На конец лета 1911 года были назначены корпусные маневры в горной местности между Самаркандским и Термезским гарнизонами. Карты не отличались точностью: пришлось отправиться на рекогносцировку.

Величественная красота могучей горной страны заворожила Бориса Михайловича. Однако опасностей было немало. Двигались по вьючным тропам по краю пропасти; пересекали глубокие ущелья по ветхим висячим мостам.

Вернувшись из командировки, он и его коллега-подполковник составили краткий военно-географический очерк района маневров. Забыли только выяснить с полной определенностью, будут ли обеспечены войсковые части водой. Пришлось вторично отправиться для изучения источников воды.

Во время лагерных сборов на крупном учении его назначили начальником штаба. Впервые пришлось самому разрабатывать план операции, где в его подчинении находилось 5 батальонов с артиллерией и казачий полк. Маневр его группы оказался успешным: они окружили и разгромили «противника».

Если здесь Шапошников проявил отменное тактическое мышление, то на корпусных маневрах выказал смекалку и смелость. Его назначили начальником оперативного отдела главного руководства. Две войсковые группы должны были по плану встретиться, имитируя бой.

В горах при неточных картах они могли разминуться. Шапошников написал для каждой группы маршрут. Но как передать указания? Если среди ночи послать казака, он заплутает да еще может сорваться в пропасть.

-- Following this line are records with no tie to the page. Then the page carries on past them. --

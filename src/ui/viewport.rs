//! Viewport size, responsive breakpoints and environment signals

use serde::ser::SerializeStruct;
use serde::{Deserialize, Serialize, Serializer};

/// Widths below this are mobile
pub const MOBILE_MAX_WIDTH: u32 = 768;
/// Widths at or above this are desktop
pub const DESKTOP_MIN_WIDTH: u32 = 1024;

#[derive(Debug, Clone, Copy, PartialEq, Eq, Hash, Serialize, Deserialize)]
#[serde(rename_all = "lowercase")]
pub enum Breakpoint {
    Mobile,
    Tablet,
    Desktop,
}

impl Breakpoint {
    pub fn for_width(width: u32) -> Self {
        if width < MOBILE_MAX_WIDTH {
            Breakpoint::Mobile
        } else if width < DESKTOP_MIN_WIDTH {
            Breakpoint::Tablet
        } else {
            Breakpoint::Desktop
        }
    }
}

/// Dimensions reported by the host window; a missing one keeps its current value
#[derive(Debug, Clone, Copy, Default, PartialEq, Eq, Serialize, Deserialize)]
#[serde(default)]
pub struct ViewportSize {
    pub width: Option<u32>,
    pub height: Option<u32>,
}

impl ViewportSize {
    pub fn new(width: u32, height: u32) -> Self {
        Self {
            width: Some(width),
            height: Some(height),
        }
    }
}

/// Viewport dimensions; the breakpoint is derived on every resize
#[derive(Debug, Clone, Copy, PartialEq, Eq)]
pub struct Viewport {
    width: u32,
    height: u32,
    breakpoint: Breakpoint,
}

impl Viewport {
    pub fn new(width: u32, height: u32) -> Self {
        Self {
            width,
            height,
            breakpoint: Breakpoint::for_width(width),
        }
    }

    /// Apply a resize report, keeping whichever dimension it leaves out
    pub fn resized(&self, size: ViewportSize) -> Self {
        Viewport::new(
            size.width.unwrap_or(self.width),
            size.height.unwrap_or(self.height),
        )
    }

    pub fn width(&self) -> u32 {
        self.width
    }

    pub fn height(&self) -> u32 {
        self.height
    }

    pub fn breakpoint(&self) -> Breakpoint {
        self.breakpoint
    }

    pub fn is_mobile(&self) -> bool {
        self.breakpoint == Breakpoint::Mobile
    }

    pub fn is_tablet(&self) -> bool {
        self.breakpoint == Breakpoint::Tablet
    }

    pub fn is_desktop(&self) -> bool {
        self.breakpoint == Breakpoint::Desktop
    }
}

// Snapshots carry the derived flags so renderers never re-derive them
impl Serialize for Viewport {
    fn serialize<S: Serializer>(&self, serializer: S) -> Result<S::Ok, S::Error> {
        let mut state = serializer.serialize_struct("Viewport", 6)?;
        state.serialize_field("width", &self.width)?;
        state.serialize_field("height", &self.height)?;
        state.serialize_field("breakpoint", &self.breakpoint)?;
        state.serialize_field("is_mobile", &self.is_mobile())?;
        state.serialize_field("is_tablet", &self.is_tablet())?;
        state.serialize_field("is_desktop", &self.is_desktop())?;
        state.end()
    }
}

#[derive(Debug, Clone, Copy, PartialEq, Eq, Hash, Default, Serialize, Deserialize)]
#[serde(rename_all = "lowercase")]
pub enum Visibility {
    #[default]
    Visible,
    Hidden,
}

#[derive(Debug, Clone, Copy, PartialEq, Eq, Serialize, Deserialize)]
pub struct EnvironmentStatus {
    pub online: bool,
    pub focused: bool,
    pub visibility: Visibility,
}

impl Default for EnvironmentStatus {
    fn default() -> Self {
        Self {
            online: true,
            focused: true,
            visibility: Visibility::Visible,
        }
    }
}
//! Integration tests for the chatdeck binary

use std::io::Write;

use assert_cmd::Command;
use predicates::prelude::*;
use tempfile::{NamedTempFile, TempDir};

use super::common::determinism::setup_deterministic_env;

fn chatdeck(data_dir: &TempDir) -> Command {
    setup_deterministic_env();
    let mut cmd = Command::cargo_bin("chatdeck").expect("binary should build");
    cmd.arg("--data-dir").arg(data_dir.path());
    cmd
}

#[test]
fn test_show_prints_initial_state() {
    let dir = TempDir::new().unwrap();

    chatdeck(&dir)
        .args(["--memory", "show"])
        .assert()
        .success()
        .stdout(predicate::str::contains(r#""theme": "light""#))
        .stdout(predicate::str::contains(r#""breakpoint": "desktop""#));

    assert!(dir.path().join("config.toml").exists());
}

#[test]
fn test_apply_reads_stdin_and_skips_bad_lines() {
    let dir = TempDir::new().unwrap();
    let input = concat!(
        r#"{"type":"set_theme","payload":"dark"}"#,
        "\n",
        "not json\n",
        "\n",
        r#"{"type":"update_viewport_size","payload":{"width":500,"height":900}}"#,
        "\n",
    );

    chatdeck(&dir)
        .args(["--memory", "apply"])
        .write_stdin(input)
        .assert()
        .success()
        .stdout(predicate::str::contains(r#""theme": "dark""#))
        .stdout(predicate::str::contains(r#""breakpoint": "mobile""#))
        .stderr(predicate::str::contains("line 2: invalid action"));
}

#[test]
fn test_apply_persists_to_sqlite_between_runs() {
    let dir = TempDir::new().unwrap();
    let mut actions = NamedTempFile::new().unwrap();
    writeln!(actions, r#"{{"type":"set_language","payload":"it"}}"#).unwrap();

    chatdeck(&dir)
        .arg("apply")
        .arg(actions.path())
        .assert()
        .success();

    assert!(dir.path().join("chatdeck.db").exists());

    chatdeck(&dir)
        .arg("show")
        .assert()
        .success()
        .stdout(predicate::str::contains(r#""language": "it""#));
}

#[test]
fn test_viewport_flags() {
    let dir = TempDir::new().unwrap();

    chatdeck(&dir)
        .args(["--memory", "--width", "800", "--height", "600", "show"])
        .assert()
        .success()
        .stdout(predicate::str::contains(r#""breakpoint": "tablet""#));
}

#[test]
fn test_missing_action_file_fails() {
    let dir = TempDir::new().unwrap();

    chatdeck(&dir)
        .args(["--memory", "apply"])
        .arg(dir.path().join("nope.jsonl"))
        .assert()
        .failure()
        .stderr(predicate::str::contains("failed to open"));
}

Шапошников отправился сам, взяв двух местных джигитов. К утру он вернулся в штаб, выполнив намеченное. А днем, поднявшись

на плато, вместе с другими штабными офицерами наблюдал, как развертывается встречное столкновение полков.

Вернувшись в свою часть, он снова занялся повседневной работой; по вечерам прочитывал новинки военной литературы, просматривал столичные газеты.

Складывалось впечатление, что на Балканах зреет новый острый конфликт. Не пора ли отправляться на Запад? А то вновь просидишь в Туркестане, как во время войны на Дальнем Востоке, так и не понюхав пороха, не слыша свиста пуль. А пока он стремился сделать свою роту образцовой. Для этого организовал соревнование между взводами, награждая победителей (за свой счет). Благодаря постоянным гимнастическим упражнениям на снарядах его солдаты стали подтянутыми, стройными, крепкими.

Ему предложили сделать еще один доклад в гарнизонном офицерском собрании. Он выбрал тему вновь из недавнего прошлого: сражение под Вафангоу (севернее Порт-Артура). У него произошел такой разговор с генерал-квартирмейстером штаба округа:

— А вам известно, капитан, — спросил тот, — что командующий войсками генерал Самсонов участвовал в этом бою?

— Да, известно.

— А вы не промахнетесь в своих выводах?

— Нет, не промахнусь.

— Ну, пойдемте к начальнику штаба округа.

«Тот посмотрел на меня расширенными глазами, — вспоминал Борис Михайлович, — как бы говоря: “Вот выискался храбрец. Не сошел ли он с ума?” И задал тот же вопрос, что и Федяй. По своей доброте он посоветовал полегче быть в выводах. Я успокоил обоих генералов. Ведь в сражении под Вафангоу я разбирал главным образом действия японцев, а не русских. Сказав, что будет три оппонента, из них два полковника Генерального штаба — участники этого боя, — генералы отпустили меня, считая, что они сделали все: предупредили молодого штабс-капитана, который одним неосторожным словом мог испортить себе служебную карьеру.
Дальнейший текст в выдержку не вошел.